Stored items from a collection:

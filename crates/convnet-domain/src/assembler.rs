//! Pass 1: graph assembly
//!
//! Scans every record once, in input order, creating amendment and person nodes,
//! deduplicated edges, and the raw counters the weight engine needs. Nothing here
//! computes a weight; that has to wait until every record has been seen.

use crate::filter::{FilterVerdict, RecordFilter};
use crate::graph::{AmendmentNode, Edge, Node, PersonNode, Relation};
use crate::metrics::BuildMetrics;
use crate::record::AmendmentRecord;
use crate::slug::{is_decision_stamp, resolve_author, resolve_supporter, PersonRef};
use std::collections::{BTreeMap, HashMap, HashSet};
use tracing::{debug, info};

/// Participation of one person in one convention
#[derive(Debug, Clone, Copy, Default, PartialEq, Eq)]
pub struct ConventionStat {
    /// Amendments co-signed
    pub supports: u32,
    /// Amendments authored
    pub authored: u32,
}

/// Person id → convention id → participation
///
/// Ordered maps keep every downstream sum in a fixed order.
pub type PersonStats = BTreeMap<String, BTreeMap<String, ConventionStat>>;

/// Raw result of pass 1
#[derive(Debug, Clone, Default)]
pub struct Assembly {
    /// Nodes in creation order; weights are still zero
    pub nodes: Vec<Node>,

    /// Edges in creation order; weights are still zero
    pub edges: Vec<Edge>,

    /// Amendment id → distinct supporters linked
    pub supporter_counts: HashMap<String, u64>,

    /// Per-person, per-convention participation
    pub person_stats: PersonStats,

    /// Nodes that took part in at least one edge
    pub connected: HashSet<String>,

    /// Filter and skip counters
    pub metrics: BuildMetrics,
}

/// Builds the raw graph from records
///
/// Within a record, authorship is always processed before supporters, so when a
/// person both authors and supports an amendment the `authored` edge wins.
pub struct GraphAssembler<'a> {
    filter: &'a RecordFilter,
    index: HashMap<String, usize>,
    seen_pairs: HashSet<(String, String)>,
    assembly: Assembly,
}

impl<'a> GraphAssembler<'a> {
    /// Create an assembler using the given filter
    pub fn new(filter: &'a RecordFilter) -> Self {
        Self {
            filter,
            index: HashMap::new(),
            seen_pairs: HashSet::new(),
            assembly: Assembly::default(),
        }
    }

    /// Run pass 1 over all records
    pub fn assemble<'r, I>(mut self, records: I) -> Assembly
    where
        I: IntoIterator<Item = &'r AmendmentRecord>,
    {
        for record in records {
            let verdict = self.filter.verdict(record);
            self.assembly.metrics.record_verdict(verdict);

            if verdict != FilterVerdict::Accepted {
                debug!(record = %record.id, ?verdict, "record skipped");
                continue;
            }
            self.process(record);
        }

        info!(
            nodes = self.assembly.nodes.len(),
            edges = self.assembly.edges.len(),
            persons = self.assembly.person_stats.len(),
            "assembly pass complete"
        );
        self.assembly
    }

    fn process(&mut self, record: &AmendmentRecord) {
        self.ensure_amendment(record);

        match resolve_author(record) {
            Some(author) => {
                self.ensure_person(&author);
                self.link(&author.id, record, Relation::Authored);
            }
            None if !record.is_person && !record.author.trim().is_empty() => {
                self.assembly.metrics.institutional_authors += 1;
            }
            None => {}
        }

        for entry in &record.supporters {
            let Some(supporter) = resolve_supporter(entry) else {
                if is_decision_stamp(&entry.name) {
                    self.assembly.metrics.decision_stamps += 1;
                } else {
                    self.assembly.metrics.blank_supporters += 1;
                }
                continue;
            };

            self.ensure_person(&supporter);
            self.link(&supporter.id, record, Relation::Supports);
        }
    }

    fn ensure_amendment(&mut self, record: &AmendmentRecord) {
        if self.index.contains_key(&record.id) {
            return;
        }

        self.index
            .insert(record.id.clone(), self.assembly.nodes.len());
        self.assembly.nodes.push(Node::Amendment(AmendmentNode {
            id: record.id.clone(),
            label: record.label.clone(),
            convention: record.convention.clone(),
            url: record.url.clone(),
            weight: 0,
        }));
        self.assembly
            .supporter_counts
            .entry(record.id.clone())
            .or_insert(0);
    }

    fn ensure_person(&mut self, person: &PersonRef) {
        if let Some(&idx) = self.index.get(&person.id) {
            if let Node::Person(existing) = &mut self.assembly.nodes[idx] {
                if !person.kv.is_empty() {
                    existing.kv = person.kv.clone();
                }
            }
            return;
        }

        self.index
            .insert(person.id.clone(), self.assembly.nodes.len());
        self.assembly.nodes.push(Node::Person(PersonNode {
            id: person.id.clone(),
            label: person.label.clone(),
            kv: person.kv.clone(),
            weight: 0,
        }));
    }

    /// Add an edge unless the pair already exists. Counters move with the edge.
    fn link(&mut self, person_id: &str, record: &AmendmentRecord, relation: Relation) {
        let pair = (person_id.to_string(), record.id.clone());
        if !self.seen_pairs.insert(pair) {
            debug!(person = person_id, amendment = %record.id, %relation, "duplicate pair dropped");
            self.assembly.metrics.duplicate_pairs += 1;
            return;
        }

        self.assembly.edges.push(Edge {
            source: person_id.to_string(),
            target: record.id.clone(),
            relation,
            convention: record.convention.clone(),
            weight: 0.0,
        });
        self.assembly.connected.insert(person_id.to_string());
        self.assembly.connected.insert(record.id.clone());

        let stat = self
            .assembly
            .person_stats
            .entry(person_id.to_string())
            .or_default()
            .entry(record.convention.clone())
            .or_default();

        match relation {
            Relation::Authored => stat.authored += 1,
            Relation::Supports => {
                stat.supports += 1;
                *self
                    .assembly
                    .supporter_counts
                    .entry(record.id.clone())
                    .or_insert(0) += 1;
            }
        }
    }
}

* _WORK TO COMPLETE_: Once you have read the entries, repeat them all exactly.

* _ANSWER TO THE EXERCISE_:
filename crates/convnet-domain/src/assembler.rs
//! Pass 1: graph assembly
//!
//! Scans every record once, in input order, creating amendment and person nodes,
//! deduplicated edges, and the raw counters the weight engine needs. Nothing here
//! computes a weight; that has to wait until every record has been seen.

use crate::filter::{FilterVerdict, RecordFilter};
use crate::graph::{AmendmentNode, Edge, Node, PersonNode, Relation};
use crate::metrics::BuildMetrics;
use crate::record::AmendmentRecord;
use crate::slug::{is_decision_stamp, resolve_author, resolve_supporter, PersonRef};
use std::collections::{BTreeMap, HashMap, HashSet};
use tracing::{debug, info};

/// Participation of one person in one convention
#[derive(Debug, Clone, Copy, Default, PartialEq, Eq)]
pub struct ConventionStat {
    /// Amendments co-signed
    pub supports: u32,
    /// Amendments authored
    pub authored: u32,
}

/// Person id → convention id → participation
///
/// Ordered maps keep every downstream sum in a fixed order.
pub type PersonStats = BTreeMap<String, BTreeMap<String, ConventionStat>>;

/// Raw result of pass 1
#[derive(Debug, Clone, Default)]
pub struct Assembly {
    /// Nodes in creation order; weights are still zero
    pub nodes: Vec<Node>,

    /// Edges in creation order; weights are still zero
    pub edges: Vec<Edge>,

    /// Amendment id → distinct supporters linked
    pub supporter_counts: HashMap<String, u64>,

    /// Per-person, per-convention participation
    pub person_stats: PersonStats,

    /// Nodes that took part in at least one edge
    pub connected: HashSet<String>,

    /// Filter and skip counters
    pub metrics: BuildMetrics,
}

/// Builds the raw graph from records
///
/// Within a record, authorship is always processed before supporters, so when a
/// person both authors and supports an amendment the `authored` edge wins.
pub struct GraphAssembler<'a> {
    filter: &'a RecordFilter,
    index: HashMap<String, usize>,
    seen_pairs: HashSet<(String, String)>,
    assembly: Assembly,
}

impl<'a> GraphAssembler<'a> {
    /// Create an assembler using the given filter
    pub fn new(filter: &'a RecordFilter) -> Self {
        Self {
            filter,
            index: HashMap::new(),
            seen_pairs: HashSet::new(),
            assembly: Assembly::default(),
        }
    }

    /// Run pass 1 over all records
    pub fn assemble<'r, I>(mut self, records: I) -> Assembly
    where
        I: IntoIterator<Item = &'r AmendmentRecord>,
    {
        for record in records {
            let verdict = self.filter.verdict(record);
            self.assembly.metrics.record_verdict(verdict);

            if verdict != FilterVerdict::Accepted {
                debug!(record = %record.id, ?verdict, "record skipped");
                continue;
            }
            self.process(record);
        }

        info!(
            nodes = self.assembly.nodes.len(),
            edges = self.assembly.edges.len(),
            persons = self.assembly.person_stats.len(),
            "assembly pass complete"
        );
        self.assembly
    }

    fn process(&mut self, record: &AmendmentRecord) {
        self.ensure_amendment(record);

        match resolve_author(record) {
            Some(author) => {
                self.ensure_person(&author);
                self.link(&author.id, record, Relation::Authored);
            }
            None if !record.is_person && !record.author.trim().is_empty() => {
                self.assembly.metrics.institutional_authors += 1;
            }
            None => {}
        }

        for entry in &record.supporters {
            let Some(supporter) = resolve_supporter(entry) else {
                if is_decision_stamp(&entry.name) {
                    self.assembly.metrics.decision_stamps += 1;
                } else {
                    self.assembly.metrics.blank_supporters += 1;
                }
                continue;
            };

            self.ensure_person(&supporter);
            self.link(&supporter.id, record, Relation::Supports);
        }
    }

    fn ensure_amendment(&mut self, record: &AmendmentRecord) {
        if self.index.contains_key(&record.id) {
            return;
        }

        self.index
            .insert(record.id.clone(), self.assembly.nodes.len());
        self.assembly.nodes.push(Node::Amendment(AmendmentNode {
            id: record.id.clone(),
            label: record.label.clone(),
            convention: record.convention.clone(),
            url: record.url.clone(),
            weight: 0,
        }));
        self.assembly
            .supporter_counts
            .entry(record.id.clone())
            .or_insert(0);
    }

    fn ensure_person(&mut self, person: &PersonRef) {
        if let Some(&idx) = self.index.get(&person.id) {
            if let Node::Person(existing) = &mut self.assembly.nodes[idx] {
                if !person.kv.is_empty() {
                    existing.kv = person.kv.clone();
                }
            }
            return;
        }

        self.index
            .insert(person.id.clone(), self.assembly.nodes.len());
        self.assembly.nodes.push(Node::Person(PersonNode {
            id: person.id.clone(),
            label: person.label.clone(),
            kv: person.kv.clone(),
            weight: 0,
        }));
    }

    /// Add an edge unless the pair already exists. Counters move with the edge.
    fn link(&mut self, person_id: &str, record: &AmendmentRecord, relation: Relation) {
        let pair = (person_id.to_string(), record.id.clone());
        if !self.seen_pairs.insert(pair) {
            debug!(person = person_id, amendment = %record.id, %relation, "duplicate pair dropped");
            self.assembly.metrics.duplicate_pairs += 1;
            return;
        }

        self.assembly.edges.push(Edge {
            source: person_id.to_string(),
            target: record.id.clone(),
            relation,
            convention: record.convention.clone(),
            weight: 0.0,
        });
        self.assembly.connected.insert(person_id.to_string());
        self.assembly.connected.insert(record.id.clone());

        let stat = self
            .assembly
            .person_stats
            .entry(person_id.to_string())
            .or_default()
            .entry(record.convention.clone())
            .or_default();

        match relation {
            Relation::Authored => stat.authored += 1,
            Relation::Supports => {
                stat.supports += 1;
                *self
                    .assembly
                    .supporter_counts
                    .entry(record.id.clone())
                    .or_insert(0) += 1;
            }
        }
    }
}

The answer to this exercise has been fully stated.